■ **WHAT TO PRODUCE**: Where the line with "#[derive(Error, Debug, Clone, PartialEq, Eq)]" appears below, start writing out lines exactly, and finish with the line with "Self::new()", which is included; write out nothing else.

━━━━━ EXTRACTED ENTRIES

//! Interactive form field widgets for PDF generation.
//!
//! Builders for interactive form fields per ISO 32000-1:2008 Section 12.7.
//! Every field is written as a single object that is both the field and its
//! widget annotation (a merged field/widget dictionary), so it appears in the
//! page's `/Annots` and in the AcroForm `/Fields` under the same number.
//!
//! # Supported Field Types
//!
//! - **Text Fields** (`TextFieldWidget`): Single-line and multiline text input
//! - **Checkboxes** (`CheckboxWidget`): Boolean on/off fields
//! - **Combo Boxes** (`ComboBoxWidget`): Dropdown selection lists
//! - **List Boxes** (`ListBoxWidget`): Scrollable selection lists
//!
//! # Example
//!
//! ```
//! use pdf_forge::writer::form_fields::{CheckboxWidget, FormField, TextFieldWidget};
//! use pdf_forge::geometry::Rect;
//!
//! let name: FormField = TextFieldWidget::new("name", Rect::new(72.0, 700.0, 200.0, 20.0))
//!     .with_value("John Doe")
//!     .required()
//!     .into();
//! let agree: FormField = CheckboxWidget::new("agree", Rect::new(72.0, 650.0, 15.0, 15.0))
//!     .checked()
//!     .into();
//! assert_eq!(name.name(), "name");
//! assert_eq!(agree.field_type(), "Btn");
//! ```

mod checkbox;
mod choice_fields;
mod field_flags;
mod text_field;

pub use checkbox::CheckboxWidget;
pub use choice_fields::{ChoiceOption, ComboBoxWidget, ListBoxWidget};
pub use field_flags::{ButtonFieldFlags, ChoiceFieldFlags, TextAlignment, TextFieldFlags};
pub use text_field::TextFieldWidget;

use super::annotation_builder::{insert_text, rect_object};
use super::object_serializer::ObjectSerializer;
use crate::error::{Error, Result};
use crate::geometry::Rect;
use crate::object::{Dict, Object, ObjectRef};

/// Common trait for all form field widgets.
pub trait FormFieldWidget {
    /// Get the field name (partial name for hierarchical fields).
    fn field_name(&self) -> &str;

    /// Get the bounding rectangle of the field's widget annotation.
    fn rect(&self) -> Rect;

    /// Get the field type name (Tx, Btn, Ch).
    fn field_type(&self) -> &'static str;

    /// Get the field flags value.
    fn field_flags(&self) -> u32;

    /// Field dictionary entries: `/FT /T /V /Ff` and type-specific keys.
    fn build_field_dict(&self) -> Dict;

    /// Widget annotation entries: `/Type /Subtype /Rect /P /F /MK`.
    fn build_widget_dict(&self, page_ref: ObjectRef) -> Dict;

    /// Type-specific checks beyond the shared name and rectangle ones.
    fn validate_value(&self) -> Result<()> {
        Ok(())
    }
}

/// Start a field dictionary with `/FT`, `/T` and, when non-zero, `/Ff`.
pub(crate) fn field_dict(field_type: &str, name: &str, flags: u32) -> Dict {
    let mut dict = Dict::new();
    dict.insert("FT".to_string(), Object::Name(field_type.to_string()));
    dict.insert("T".to_string(), ObjectSerializer::string(name));
    if flags != 0 {
        dict.insert("Ff".to_string(), Object::Integer(flags as i64));
    }
    dict
}

/// Default appearance string (`/DA`), e.g. `/Helv 12 Tf 0 0 0 rg`.
pub(crate) fn default_appearance(font_name: &str, font_size: f32, color: (f32, f32, f32)) -> Object {
    let (r, g, b) = color;
    ObjectSerializer::string(&format!("/{} {} Tf {} {} {} rg", font_name, font_size, r, g, b))
}

/// Border, background and tooltip shared by every widget.
#[derive(Debug, Clone, PartialEq)]
pub struct WidgetStyle {
    /// Border color (RGB, 0.0-1.0)
    pub border_color: Option<(f32, f32, f32)>,
    /// Background color (RGB, 0.0-1.0)
    pub background_color: Option<(f32, f32, f32)>,
    /// Border width in points
    pub border_width: f32,
    /// Tooltip text (`/TU`)
    pub tooltip: Option<String>,
}

impl Default for WidgetStyle {
    fn default() -> Self {
        Self {
            border_color: Some((0.0, 0.0, 0.0)),
            background_color: Some((1.0, 1.0, 1.0)),
            border_width: 1.0,
            tooltip: None,
        }
    }
}

impl WidgetStyle {
    /// Build the widget dictionary; `caption` becomes `/MK /CA`.
    pub(crate) fn widget_dict(&self, rect: &Rect, page: ObjectRef, caption: Option<&str>) -> Dict {
        let mut dict = Dict::new();
        dict.insert("Type".to_string(), Object::Name("Annot".to_string()));
        dict.insert("Subtype".to_string(), Object::Name("Widget".to_string()));
        dict.insert("Rect".to_string(), rect_object(rect));
        dict.insert("P".to_string(), Object::Reference(page));
        dict.insert("F".to_string(), Object::Integer(4));
        insert_text(&mut dict, "TU", self.tooltip.as_deref());

        if self.border_width > 0.0 {
            let mut bs = Dict::new();
            bs.insert("W".to_string(), Object::Real(self.border_width as f64));
            bs.insert("S".to_string(), Object::Name("S".to_string()));
            dict.insert("BS".to_string(), Object::Dictionary(bs));
        }

        let mut mk = Dict::new();
        if let Some((r, g, b)) = self.border_color {
            mk.insert("BC".to_string(), ObjectSerializer::color(&[r, g, b]));
        }
        if let Some((r, g, b)) = self.background_color {
            mk.insert("BG".to_string(), ObjectSerializer::color(&[r, g, b]));
        }
        if let Some(caption) = caption {
            mk.insert("CA".to_string(), ObjectSerializer::string(caption));
        }
        if !mk.is_empty() {
            dict.insert("MK".to_string(), Object::Dictionary(mk));
        }
        dict
    }

    fn is_valid(&self) -> bool {
        let in_range = |c: &(f32, f32, f32)| [c.0, c.1, c.2].iter().all(|v| (0.0..=1.0).contains(v));
        self.border_color.iter().chain(&self.background_color).all(in_range)
            && self.border_width.is_finite()
            && self.border_width >= 0.0
    }
}

/// A form field placed on a page.
#[derive(Debug, Clone)]
pub enum FormField {
    /// Text input
    Text(TextFieldWidget),
    /// Checkbox
    Checkbox(CheckboxWidget),
    /// Dropdown
    ComboBox(ComboBoxWidget),
    /// Scrollable list
    ListBox(ListBoxWidget),
}

impl FormField {
    fn widget(&self) -> &dyn FormFieldWidget {
        match self {
            FormField::Text(w) => w,
            FormField::Checkbox(w) => w,
            FormField::ComboBox(w) => w,
            FormField::ListBox(w) => w,
        }
    }

    /// Fully qualified field name (`/T`).
    pub fn name(&self) -> &str {
        self.widget().field_name()
    }

    /// Widget rectangle.
    pub fn rect(&self) -> Rect {
        self.widget().rect()
    }

    /// `Tx`, `Btn` or `Ch`.
    pub fn field_type(&self) -> &'static str {
        self.widget().field_type()
    }

    /// Check the name, rectangle and value.
    pub fn validate(&self) -> Result<()> {
        let widget = self.widget();
        if widget.field_name().is_empty() {
            return Err(Error::invalid_document("form field name is empty"));
        }
        if !widget.rect().has_area() {
            return Err(Error::invalid_document(format!(
                "form field '{}' rectangle has no area",
                widget.field_name()
            )));
        }
        widget.validate_value()
    }

    /// Merged field and widget dictionary for `page`.
    pub fn build(&self, page: ObjectRef) -> Dict {
        let widget = self.widget();
        let mut dict = widget.build_field_dict();
        dict.extend(widget.build_widget_dict(page));
        dict
    }
}

/// Reject a widget style with out-of-range colors or a negative border.
pub(crate) fn validate_style(name: &str, style: &WidgetStyle) -> Result<()> {
    if style.is_valid() {
        Ok(())
    } else {
        Err(Error::invalid_document(format!("form field '{}' has an invalid style", name)))
    }
}

impl From<TextFieldWidget> for FormField {
    fn from(w: TextFieldWidget) -> Self {
        FormField::Text(w)
    }
}

impl From<CheckboxWidget> for FormField {
    fn from(w: CheckboxWidget) -> Self {
        FormField::Checkbox(w)
    }
}

impl From<ComboBoxWidget> for FormField {
    fn from(w: ComboBoxWidget) -> Self {
        FormField::ComboBox(w)
    }
}

impl From<ListBoxWidget> for FormField {
    fn from(w: ListBoxWidget) -> Self {
        FormField::ListBox(w)
    }
}
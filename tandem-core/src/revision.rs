//! Server-side document state: the revision log and per-client cursors.
//!
//! ```text
//!   revisions:  [0: identity] [1: cs] [2: cs] ... [head]
//!                                ▲               ▲
//!   cursors:         client A ───┘   client B ───┘
//!
//!   head_text = compose(rev 1, rev 2, ..., rev head)   (based on "")
//! ```
//!
//! An update based on an older revision is rebased with [`follow`] over
//! every revision the client has not seen before it joins the log.

use crate::changeset::{compose, follow, ChangeSet, ChangeSetError};
use serde::{Deserialize, Serialize};
use std::collections::HashMap;
use thiserror::Error;
use uuid::Uuid;

/// Opaque identifier a client picks for itself when it connects.
pub type ClientId = Uuid;

#[derive(Error, Debug, Clone, PartialEq, Eq)]
pub enum RevisionError {
    #[error("unknown client {0}")]
    UnknownClient(ClientId),
    #[error("revision {revision} is ahead of head revision {head}")]
    RevisionAhead { revision: usize, head: usize },
    #[error("cannot rebase over revision {revision}: {source}")]
    Rebase {
        revision: usize,
        #[source]
        source: ChangeSetError,
    },
    #[error("cannot integrate update into head text: {0}")]
    Integrate(#[source] ChangeSetError),
}

/// One entry of the revision log.
#[derive(Debug, Clone, PartialEq, Eq, Serialize, Deserialize)]
#[serde(rename_all = "camelCase")]
pub struct RevisionRecord {
    pub change_set: ChangeSet,
    /// `None` for the initial revision
    pub source_client_id: Option<ClientId>,
    pub revision_number: usize,
}

#[derive(Debug, Clone, Copy, PartialEq, Eq)]
pub struct ClientCursor {
    pub id: ClientId,
    pub last_known_revision: usize,
}

/// A changeset together with the revision it brings its receiver to.
#[derive(Debug, Clone, PartialEq, Eq)]
pub struct Integrated {
    pub change_set: ChangeSet,
    pub revision_number: usize,
}

/// Authoritative state of one document.
#[derive(Debug, Clone)]
pub struct DocumentState {
    revisions: Vec<RevisionRecord>,
    head_text: ChangeSet,
    cursors: HashMap<ClientId, ClientCursor>,
}

impl Default for DocumentState {
    fn default() -> Self {
        Self::new()
    }
}

impl DocumentState {
    pub fn new() -> Self {
        Self {
            revisions: vec![RevisionRecord {
                change_set: ChangeSet::identity(0),
                source_client_id: None,
                revision_number: 0,
            }],
            head_text: ChangeSet::identity(0),
            cursors: HashMap::new(),
        }
    }

    pub fn head_revision(&self) -> usize {
        self.revisions.len() - 1
    }

    /// Every revision composed onto the empty document.
    pub fn head_text(&self) -> &ChangeSet {
        &self.head_text
    }

    /// Current document contents.
    pub fn text(&self) -> &str {
        self.head_text.inserted_text()
    }

    pub fn revisions(&self) -> &[RevisionRecord] {
        &self.revisions
    }

    pub fn revision(&self, number: usize) -> Option<&RevisionRecord> {
        self.revisions.get(number)
    }

    pub fn cursor(&self, id: &ClientId) -> Option<&ClientCursor> {
        self.cursors.get(id)
    }

    pub fn client_count(&self) -> usize {
        self.cursors.len()
    }

    /// Register a client at the head revision and return that revision.
    /// Registering an already known client moves its cursor to head.
    pub fn add_client(&mut self, id: ClientId) -> usize {
        let head = self.head_revision();
        self.cursors.insert(
            id,
            ClientCursor {
                id,
                last_known_revision: head,
            },
        );
        log::debug!("Client {id} joined at revision {head}");
        head
    }

    pub fn remove_client(&mut self, id: &ClientId) -> Option<ClientCursor> {
        let removed = self.cursors.remove(id);
        if removed.is_some() {
            log::debug!("Client {id} left");
        }
        removed
    }

    /// Integrate `change_set`, authored by `id` against `base_revision`.
    ///
    /// The update is rebased over revisions `base_revision + 1 ..= head`,
    /// appended to the log and composed into the head text. Every cursor
    /// moves to the new revision. Nothing changes if any step fails.
    pub fn update_state(
        &mut self,
        id: ClientId,
        change_set: ChangeSet,
        base_revision: usize,
    ) -> Result<Integrated, RevisionError> {
        let head = self.head_revision();
        if !self.cursors.contains_key(&id) {
            return Err(RevisionError::UnknownClient(id));
        }
        if base_revision > head {
            return Err(RevisionError::RevisionAhead {
                revision: base_revision,
                head,
            });
        }

        let mut rebased = change_set;
        for record in &self.revisions[base_revision + 1..] {
            rebased = follow(&record.change_set, &rebased).map_err(|source| {
                RevisionError::Rebase {
                    revision: record.revision_number,
                    source,
                }
            })?;
        }
        let head_text = compose(&self.head_text, &rebased).map_err(RevisionError::Integrate)?;

        let revision_number = head + 1;
        self.revisions.push(RevisionRecord {
            change_set: rebased.clone(),
            source_client_id: Some(id),
            revision_number,
        });
        self.head_text = head_text;
        for cursor in self.cursors.values_mut() {
            cursor.last_known_revision = revision_number;
        }

        log::debug!(
            "Revision {revision_number} from {id} (based on {base_revision}, {} chars)",
            self.head_text.end_len()
        );

        Ok(Integrated {
            change_set: rebased,
            revision_number,
        })
    }

    /// Everything after `known_revision` as one changeset, bringing the
    /// client from that revision to head.
    pub fn fast_forward(
        &mut self,
        id: ClientId,
        known_revision: usize,
    ) -> Result<Integrated, RevisionError> {
        let head = self.head_revision();
        if known_revision > head {
            return Err(RevisionError::RevisionAhead {
                revision: known_revision,
                head,
            });
        }
        let cursor = self
            .cursors
            .get_mut(&id)
            .ok_or(RevisionError::UnknownClient(id))?;

        let mut revisions = self.revisions[known_revision + 1..].iter();
        let change_set = match revisions.next() {
            None => ChangeSet::identity(self.head_text.end_len()),
            Some(first) => {
                let mut combined = first.change_set.clone();
                for record in revisions {
                    combined = compose(&combined, &record.change_set)
                        .map_err(RevisionError::Integrate)?;
                }
                combined
            }
        };

        cursor.last_known_revision = head;
        log::debug!("Fast-forward {id} from {known_revision} to {head}");

        Ok(Integrated {
            change_set,
            revision_number: head,
        })
    }

    /// Record that `id` has folded in revision `revision`.
    pub fn acknowledge(&mut self, id: ClientId, revision: usize) -> Result<(), RevisionError> {
        let head = self.head_revision();
        if revision > head {
            return Err(RevisionError::RevisionAhead { revision, head });
        }
        let cursor = self
            .cursors
            .get_mut(&id)
            .ok_or(RevisionError::UnknownClient(id))?;
        cursor.last_known_revision = revision;
        Ok(())
    }
}
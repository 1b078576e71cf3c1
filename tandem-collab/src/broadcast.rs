//! Ordered fan-out of integrated revisions to every client of a document.
//!
//! One tokio broadcast channel per document. The session actor publishes
//! each revision exactly once, in revision order; every connection holds
//! its own receiver and decides whether the event is its own
//! acknowledgement or another client's update.
//!
//! A receiver that falls more than `capacity` events behind has lost
//! revisions and must be disconnected; the client recovers by reconnecting.

use std::collections::{HashMap, HashSet};
use std::sync::atomic::{AtomicU64, Ordering};
use std::sync::Arc;
use tokio::sync::{broadcast, RwLock};
use uuid::Uuid;

use tandem_core::{ChangeSet, ClientId};

use crate::session::{DocumentHandle, SessionConfig};

/// A revision as it was appended to the log.
#[derive(Debug, Clone, PartialEq, Eq)]
pub struct RevisionEvent {
    /// Client whose update produced the revision
    pub origin: ClientId,
    pub revision_number: usize,
    pub change_set: ChangeSet,
}

/// Statistics for monitoring broadcast health.
#[derive(Debug, Clone, Default)]
pub struct BroadcastStats {
    pub events_published: u64,
    pub events_lagged: u64,
    pub active_peers: usize,
}

#[derive(Default)]
struct AtomicBroadcastStats {
    events_published: AtomicU64,
    events_lagged: AtomicU64,
}

/// The broadcast channel of a single document.
pub struct BroadcastGroup {
    sender: broadcast::Sender<Arc<RevisionEvent>>,
    peers: RwLock<HashSet<ClientId>>,
    atomic_stats: AtomicBroadcastStats,
}

impl BroadcastGroup {
    /// `capacity` is how many events a receiver may fall behind before it
    /// starts losing them.
    pub fn new(capacity: usize) -> Self {
        let (sender, _) = broadcast::channel(capacity);
        Self {
            sender,
            peers: RwLock::new(HashSet::new()),
            atomic_stats: AtomicBroadcastStats::default(),
        }
    }

    /// Register a client and subscribe it from the next published event.
    pub async fn add_peer(&self, client_id: ClientId) -> broadcast::Receiver<Arc<RevisionEvent>> {
        self.peers.write().await.insert(client_id);
        self.sender.subscribe()
    }

    pub async fn remove_peer(&self, client_id: &ClientId) -> bool {
        self.peers.write().await.remove(client_id)
    }

    /// Publish to every subscribed receiver, returning how many there were.
    pub fn publish(&self, event: RevisionEvent) -> usize {
        self.atomic_stats
            .events_published
            .fetch_add(1, Ordering::Relaxed);
        // No receivers is not an error: the author may have just left.
        self.sender.send(Arc::new(event)).unwrap_or(0)
    }

    /// Record that a receiver skipped `missed` events.
    pub fn record_lag(&self, missed: u64) {
        self.atomic_stats
            .events_lagged
            .fetch_add(missed, Ordering::Relaxed);
    }

    pub async fn peer_count(&self) -> usize {
        self.peers.read().await.len()
    }

    pub async fn has_peer(&self, client_id: &ClientId) -> bool {
        self.peers.read().await.contains(client_id)
    }

    pub async fn stats(&self) -> BroadcastStats {
        BroadcastStats {
            events_published: self.atomic_stats.events_published.load(Ordering::Relaxed),
            events_lagged: self.atomic_stats.events_lagged.load(Ordering::Relaxed),
            active_peers: self.peers.read().await.len(),
        }
    }
}

/// Maps document ids to their running sessions.
///
/// Sessions are started on first use and dropped once their last client
/// has left.
pub struct RoomManager {
    rooms: RwLock<HashMap<Uuid, DocumentHandle>>,
    config: SessionConfig,
}

impl RoomManager {
    pub fn new(config: SessionConfig) -> Self {
        Self {
            rooms: RwLock::new(HashMap::new()),
            config,
        }
    }

    /// The session for `doc_id`, started if it is not running.
    pub async fn get_or_create(&self, doc_id: Uuid) -> DocumentHandle {
        self.with_room(doc_id, |room| async move { room }).await
    }

    /// Run `f` against the session for `doc_id` while holding the room
    /// table, so the room cannot be removed before `f` completes.
    pub async fn with_room<F, Fut, T>(&self, doc_id: Uuid, f: F) -> T
    where
        F: FnOnce(DocumentHandle) -> Fut,
        Fut: std::future::Future<Output = T>,
    {
        {
            let rooms = self.rooms.read().await;
            if let Some(room) = rooms.get(&doc_id) {
                return f(room.clone()).await;
            }
        }

        let mut rooms = self.rooms.write().await;
        // Another connection may have created it meanwhile.
        let room = match rooms.get(&doc_id) {
            Some(room) => room.clone(),
            None => {
                log::info!("Starting session for document {doc_id}");
                let room = DocumentHandle::spawn(doc_id, &self.config);
                rooms.insert(doc_id, room.clone());
                room
            }
        };
        f(room).await
    }

    /// Drop the session for `doc_id` if no client is joined.
    pub async fn remove_if_empty(&self, doc_id: &Uuid) -> bool {
        let mut rooms = self.rooms.write().await;
        if let Some(room) = rooms.get(doc_id) {
            if room.broadcast().peer_count().await == 0 {
                rooms.remove(doc_id);
                log::info!("Room {doc_id} removed (empty)");
                return true;
            }
        }
        false
    }

    pub async fn room_count(&self) -> usize {
        self.rooms.read().await.len()
    }

    pub async fn active_documents(&self) -> Vec<Uuid> {
        self.rooms.read().await.keys().cloned().collect()
    }
}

━━━━━━━━━━

■ **ANSWER FOR THE TASK**:
#[derive(Error, Debug, Clone, PartialEq, Eq)]
pub enum RevisionError {
    #[error("unknown client {0}")]
    UnknownClient(ClientId),
    #[error("revision {revision} is ahead of head revision {head}")]
    RevisionAhead { revision: usize, head: usize },
    #[error("cannot rebase over revision {revision}: {source}")]
    Rebase {
        revision: usize,
        #[source]
        source: ChangeSetError,
    },
    #[error("cannot integrate update into head text: {0}")]
    Integrate(#[source] ChangeSetError),
}

/// One entry of the revision log.
#[derive(Debug, Clone, PartialEq, Eq, Serialize, Deserialize)]
#[serde(rename_all = "camelCase")]
pub struct RevisionRecord {
    pub change_set: ChangeSet,
    /// `None` for the initial revision
    pub source_client_id: Option<ClientId>,
    pub revision_number: usize,
}

#[derive(Debug, Clone, Copy, PartialEq, Eq)]
pub struct ClientCursor {
    pub id: ClientId,
    pub last_known_revision: usize,
}

/// A changeset together with the revision it brings its receiver to.
#[derive(Debug, Clone, PartialEq, Eq)]
pub struct Integrated {
    pub change_set: ChangeSet,
    pub revision_number: usize,
}

/// Authoritative state of one document.
#[derive(Debug, Clone)]
pub struct DocumentState {
    revisions: Vec<RevisionRecord>,
    head_text: ChangeSet,
    cursors: HashMap<ClientId, ClientCursor>,
}

impl Default for DocumentState {
    fn default() -> Self {
        Self::new()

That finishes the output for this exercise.